I worked for a phone company in the UK. You'd need an old 2G sim card that was still in operation, that card would have so much history behind it that if you haven't managed to steal it without the original owner not noticing, you're not hiding anything.
Needer Vice, the Mirror, nor Business Insider are what I consider trusted sources on crime/intelligence news. Business insider cites the Vice article, and the Mirror quotes the same dealer as BI cites from Vice. This is one single source that is totally unverified. (My dad retired after working as a journalist for 42 years last year, and he learnt me to look at sources. Anything that does not have two independent sources or can not be verified as fact is considered suspect/unverified, depending on how reliable the single source has been in the past.)

I knew the US was far behind the rest of the world when it came to mobile phones, but that is quite extreme.
But. even so the phones will leave traces when they link to a tower, every time.

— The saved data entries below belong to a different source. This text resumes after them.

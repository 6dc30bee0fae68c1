//! Output artifacts: notes text, summary CSV and the call audit trail.

use std::fs::File;
use std::io::{BufWriter, Write};
use std::path::{Path, PathBuf};

use chrono::Local;
use serde::Serialize;
use tracing::info;

use crate::error::AssessError;
use crate::models::{AssessmentReport, AssessmentStrategy};
use crate::prompt::PromptScript;

/// Used in output and log file names. Avoids `:` so names are valid everywhere.
pub const TIMESTAMP_FORMAT: &str = "%d-%m-%Y_%H-%M-%S";

pub fn run_timestamp() -> String {
    Local::now().format(TIMESTAMP_FORMAT).to_string()
}

/// The summary header row: the configured comma-separated header when set,
/// otherwise one derived from the criterion keys.
pub fn summary_header(
    strategy: AssessmentStrategy,
    script: &PromptScript,
    configured: Option<&str>,
) -> Vec<String> {
    if let Some(header) = configured.filter(|h| !h.trim().is_empty()) {
        return header.split(',').map(|h| h.trim().to_string()).collect();
    }

    let mut header = vec!["No".to_string(), "File".to_string()];
    if strategy == AssessmentStrategy::AllCriteria {
        header.push("Title".to_string());
    }
    header.extend(script.criterion_keys().into_iter().map(str::to_string));
    header
}

#[derive(Debug, Clone, Serialize)]
pub struct SavedOutputs {
    pub notes: PathBuf,
    pub summary: PathBuf,
    pub audit: PathBuf,
}

/// Write the three artifacts of `report` into `dir`, creating it if needed.
pub fn save_outputs(dir: &Path, report: &AssessmentReport, timestamp: &str) -> Result<SavedOutputs, AssessError> {
    std::fs::create_dir_all(dir).map_err(|e| AssessError::io(dir, e))?;

    let saved = SavedOutputs {
        notes:   dir.join(format!("assessment_notes_{timestamp}.txt")),
        summary: dir.join(format!("assessment_summary_{timestamp}.csv")),
        audit:   dir.join(format!("assessment_audit_{timestamp}.jsonl")),
    };

    std::fs::write(&saved.notes, report.notes.join("\n")).map_err(|e| AssessError::io(&saved.notes, e))?;
    info!(path = %saved.notes.display(), "Saved assessment notes");

    let file = File::create(&saved.summary).map_err(|e| AssessError::io(&saved.summary, e))?;
    write_summary_csv(file, &report.rows)?;
    info!(path = %saved.summary.display(), rows = report.rows.len(), "Saved assessment summary");

    let file = File::create(&saved.audit).map_err(|e| AssessError::io(&saved.audit, e))?;
    let mut w = BufWriter::new(file);
    for entry in &report.audit {
        serde_json::to_writer(&mut w, entry)?;
        w.write_all(b"\n").map_err(|e| AssessError::io(&saved.audit, e))?;
    }
    w.flush().map_err(|e| AssessError::io(&saved.audit, e))?;
    info!(path = %saved.audit.display(), calls = report.audit.len(), "Saved call audit");

    Ok(saved)
}

/// Rows may differ in length (a model can return more or fewer summary cells).
pub fn write_summary_csv<W: Write>(writer: W, rows: &[Vec<String>]) -> Result<(), AssessError> {
    let mut w = csv::WriterBuilder::new().flexible(true).from_writer(writer);
    for row in rows {
        w.write_record(row)?;
    }
    w.flush().map_err(|e| AssessError::Csv(e.into()))?;
    Ok(())
}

As a sidenote when it comes to older phones. There is a company where I used to live in Norway that specialises in recovering old data. They've helped the police get hard evidence on some poeple. I don't remember how many "layers" of old data they can dig through (what they have admitted, they highly likely can do more than that,) but they did manage to get dat from aphone that had been buried outside if I remember correctly.
Electronic information doesn't disappear as easily as many people think. (That last sentence is a general obversation.)